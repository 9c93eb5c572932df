//! Queue capacity and inbound limit configuration.

use serde::Deserialize;

/// Queue capacities, frame size and inbound rate limits.
///
/// The outbound queue is the backpressure boundary: deliveries to a full queue
/// are dropped rather than stalling the sender.
#[derive(Debug, Clone, Deserialize)]
pub struct LimitsConfig {
    /// Per-client outbound queue capacity (default: 256).
    #[serde(default = "default_outbound_queue")]
    pub outbound_queue: usize,
    /// Per-client decoded-envelope queue capacity (default: 100).
    #[serde(default = "default_inbound_queue")]
    pub inbound_queue: usize,
    /// Registry command channel capacity (default: 100).
    #[serde(default = "default_hub_commands")]
    pub hub_commands: usize,
    /// Maximum inbound frame size in bytes (default: 512).
    #[serde(default = "default_max_frame_bytes")]
    pub max_frame_bytes: usize,
    /// Sustained inbound messages per second per connection (default: 20).
    #[serde(default = "default_messages_per_second")]
    pub messages_per_second: u32,
    /// Inbound burst allowance per connection (default: 40).
    #[serde(default = "default_burst")]
    pub burst: u32,
}

impl Default for LimitsConfig {
    fn default() -> Self {
        Self {
            outbound_queue: default_outbound_queue(),
            inbound_queue: default_inbound_queue(),
            hub_commands: default_hub_commands(),
            max_frame_bytes: default_max_frame_bytes(),
            messages_per_second: default_messages_per_second(),
            burst: default_burst(),
        }
    }
}

fn default_outbound_queue() -> usize {
    256
}

fn default_inbound_queue() -> usize {
    100
}

fn default_hub_commands() -> usize {
    100
}

fn default_max_frame_bytes() -> usize {
    512
}

fn default_messages_per_second() -> u32 {
    20
}

fn default_burst() -> u32 {
    40
}
//! Group events and attendance.

use super::{DbError, new_id, now};
use crate::protocol::RsvpStatus;
use sqlx::SqlitePool;

/// An event row.
#[derive(Debug, Clone, PartialEq, Eq)]
pub struct EventRecord {
    pub id: String,
    pub group_id: String,
    pub creator_id: String,
    pub title: String,
    pub description: String,
    pub location: String,
    /// Unix seconds.
    pub event_time: i64,
}

/// Repository for events.
pub struct EventRepository<'a> {
    pool: &'a SqlitePool,
}

impl<'a> EventRepository<'a> {
    pub fn new(pool: &'a SqlitePool) -> Self {
        Self { pool }
    }

    /// Whether this creator already created an event with the same title and time in the group.
    pub async fn exists_identical(
        &self,
        group_id: &str,
        creator_id: &str,
        title: &str,
        event_time: i64,
    ) -> Result<bool, DbError> {
        let found: Option<i64> = sqlx::query_scalar(
            r#"
            SELECT 1 FROM events
            WHERE group_id = ? AND creator_id = ? AND title = ? AND event_time = ?
            "#,
        )
        .bind(group_id)
        .bind(creator_id)
        .bind(title)
        .bind(event_time)
        .fetch_optional(self.pool)
        .await?;
        Ok(found.is_some())
    }

    pub async fn create(
        &self,
        group_id: &str,
        creator_id: &str,
        title: &str,
        description: &str,
        location: &str,
        event_time: i64,
    ) -> Result<EventRecord, DbError> {
        let record = EventRecord {
            id: new_id(),
            group_id: group_id.to_string(),
            creator_id: creator_id.to_string(),
            title: title.to_string(),
            description: description.to_string(),
            location: location.to_string(),
            event_time,
        };

        sqlx::query(
            r#"
            INSERT INTO events
                (id, group_id, creator_id, title, description, location, event_time, created_at)
            VALUES (?, ?, ?, ?, ?, ?, ?, ?)
            "#,
        )
        .bind(&record.id)
        .bind(&record.group_id)
        .bind(&record.creator_id)
        .bind(&record.title)
        .bind(&record.description)
        .bind(&record.location)
        .bind(record.event_time)
        .bind(now())
        .execute(self.pool)
        .await?;

        Ok(record)
    }

    pub async fn find(&self, event_id: &str) -> Result<Option<EventRecord>, DbError> {
        let row = sqlx::query_as::<_, (String, String, String, String, String, String, i64)>(
            r#"
            SELECT id, group_id, creator_id, title, description, location, event_time
            FROM events WHERE id = ?
            "#,
        )
        .bind(event_id)
        .fetch_optional(self.pool)
        .await?;

        Ok(row.map(
            |(id, group_id, creator_id, title, description, location, event_time)| EventRecord {
                id,
                group_id,
                creator_id,
                title,
                description,
                location,
                event_time,
            },
        ))
    }

    /// Record (or change) a user's answer.
    pub async fn set_attendance(
        &self,
        event_id: &str,
        user_id: &str,
        status: RsvpStatus,
    ) -> Result<(), DbError> {
        sqlx::query(
            r#"
            INSERT INTO event_attendance (event_id, user_id, status, updated_at)
            VALUES (?, ?, ?, ?)
            ON CONFLICT (event_id, user_id)
            DO UPDATE SET status = excluded.status, updated_at = excluded.updated_at
            "#,
        )
        .bind(event_id)
        .bind(user_id)
        .bind(status.as_str())
        .bind(now())
        .execute(self.pool)
        .await?;
        Ok(())
    }

    /// Users who answered `going`.
    pub async fn attendees(&self, event_id: &str) -> Result<Vec<String>, DbError> {
        let ids: Vec<String> = sqlx::query_scalar(
            r#"
            SELECT user_id FROM event_attendance
            WHERE event_id = ? AND status = 'going'
            ORDER BY user_id
            "#,
        )
        .bind(event_id)
        .fetch_all(self.pool)
        .await?;
        Ok(ids)
    }
}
--- --- ---
* Assignment: The task calls for all the records above to be repeated exactly.

* Response to this task:
repository 9c93eb5c572932df
//! Queue capacity and inbound limit configuration.

use serde::Deserialize;

/// Queue capacities, frame size and inbound rate limits.
///
/// The outbound queue is the backpressure boundary: deliveries to a full queue
/// are dropped rather than stalling the sender.
#[derive(Debug, Clone, Deserialize)]
pub struct LimitsConfig {
    /// Per-client outbound queue capacity (default: 256).
    #[serde(default = "default_outbound_queue")]
    pub outbound_queue: usize,
    /// Per-client decoded-envelope queue capacity (default: 100).
    #[serde(default = "default_inbound_queue")]
    pub inbound_queue: usize,
    /// Registry command channel capacity (default: 100).
    #[serde(default = "default_hub_commands")]
    pub hub_commands: usize,
    /// Maximum inbound frame size in bytes (default: 512).
    #[serde(default = "default_max_frame_bytes")]
    pub max_frame_bytes: usize,
    /// Sustained inbound messages per second per connection (default: 20).
    #[serde(default = "default_messages_per_second")]
    pub messages_per_second: u32,
    /// Inbound burst allowance per connection (default: 40).
    #[serde(default = "default_burst")]
    pub burst: u32,
}

impl Default for LimitsConfig {
    fn default() -> Self {
        Self {
            outbound_queue: default_outbound_queue(),
            inbound_queue: default_inbound_queue(),
            hub_commands: default_hub_commands(),
            max_frame_bytes: default_max_frame_bytes(),
            messages_per_second: default_messages_per_second(),
            burst: default_burst(),
        }
    }
}

fn default_outbound_queue() -> usize {
    256
}

fn default_inbound_queue() -> usize {
    100
}

fn default_hub_commands() -> usize {
    100
}

fn default_max_frame_bytes() -> usize {
    512
}

fn default_messages_per_second() -> u32 {
    20
}

fn default_burst() -> u32 {
    40
}
//! Group events and attendance.

use super::{DbError, new_id, now};
use crate::protocol::RsvpStatus;
use sqlx::SqlitePool;

/// An event row.
#[derive(Debug, Clone, PartialEq, Eq)]
pub struct EventRecord {
    pub id: String,
    pub group_id: String,
    pub creator_id: String,
    pub title: String,
    pub description: String,
    pub location: String,
    /// Unix seconds.
    pub event_time: i64,
}

/// Repository for events.
pub struct EventRepository<'a> {
    pool: &'a SqlitePool,
}

impl<'a> EventRepository<'a> {
    pub fn new(pool: &'a SqlitePool) -> Self {
        Self { pool }
    }

    /// Whether this creator already created an event with the same title and time in the group.
    pub async fn exists_identical(
        &self,
        group_id: &str,
        creator_id: &str,
        title: &str,
        event_time: i64,
    ) -> Result<bool, DbError> {
        let found: Option<i64> = sqlx::query_scalar(
            r#"
            SELECT 1 FROM events
            WHERE group_id = ? AND creator_id = ? AND title = ? AND event_time = ?
            "#,
        )
        .bind(group_id)
        .bind(creator_id)
        .bind(title)
        .bind(event_time)
        .fetch_optional(self.pool)
        .await?;
        Ok(found.is_some())
    }

    pub async fn create(
        &self,
        group_id: &str,
        creator_id: &str,
        title: &str,
        description: &str,
        location: &str,
        event_time: i64,
    ) -> Result<EventRecord, DbError> {
        let record = EventRecord {
            id: new_id(),
            group_id: group_id.to_string(),
            creator_id: creator_id.to_string(),
            title: title.to_string(),
            description: description.to_string(),
            location: location.to_string(),
            event_time,
        };

        sqlx::query(
            r#"
            INSERT INTO events
                (id, group_id, creator_id, title, description, location, event_time, created_at)
            VALUES (?, ?, ?, ?, ?, ?, ?, ?)
            "#,
        )
        .bind(&record.id)
        .bind(&record.group_id)
        .bind(&record.creator_id)
        .bind(&record.title)
        .bind(&record.description)
        .bind(&record.location)
        .bind(record.event_time)
        .bind(now())
        .execute(self.pool)
        .await?;

        Ok(record)
    }

    pub async fn find(&self, event_id: &str) -> Result<Option<EventRecord>, DbError> {
        let row = sqlx::query_as::<_, (String, String, String, String, String, String, i64)>(
            r#"
            SELECT id, group_id, creator_id, title, description, location, event_time
            FROM events WHERE id = ?
            "#,
        )
        .bind(event_id)
        .fetch_optional(self.pool)
        .await?;

        Ok(row.map(
            |(id, group_id, creator_id, title, description, location, event_time)| EventRecord {
                id,
                group_id,
                creator_id,
                title,
                description,
                location,
                event_time,
            },
        ))
    }

    /// Record (or change) a user's answer.
    pub async fn set_attendance(
        &self,
        event_id: &str,
        user_id: &str,
        status: RsvpStatus,
    ) -> Result<(), DbError> {
        sqlx::query(
            r#"
            INSERT INTO event_attendance (event_id, user_id, status, updated_at)
            VALUES (?, ?, ?, ?)
            ON CONFLICT (event_id, user_id)
            DO UPDATE SET status = excluded.status, updated_at = excluded.updated_at
            "#,
        )
        .bind(event_id)
        .bind(user_id)
        .bind(status.as_str())
        .bind(now())
        .execute(self.pool)
        .await?;
        Ok(())
    }

    /// Users who answered `going`.
    pub async fn attendees(&self, event_id: &str) -> Result<Vec<String>, DbError> {
        let ids: Vec<String> = sqlx::query_scalar(
            r#"
            SELECT user_id FROM event_attendance
            WHERE event_id = ? AND status = 'going'
            ORDER BY user_id
            "#,
        )
        .bind(event_id)
        .fetch_all(self.pool)
        .await?;
        Ok(ids)
    }
}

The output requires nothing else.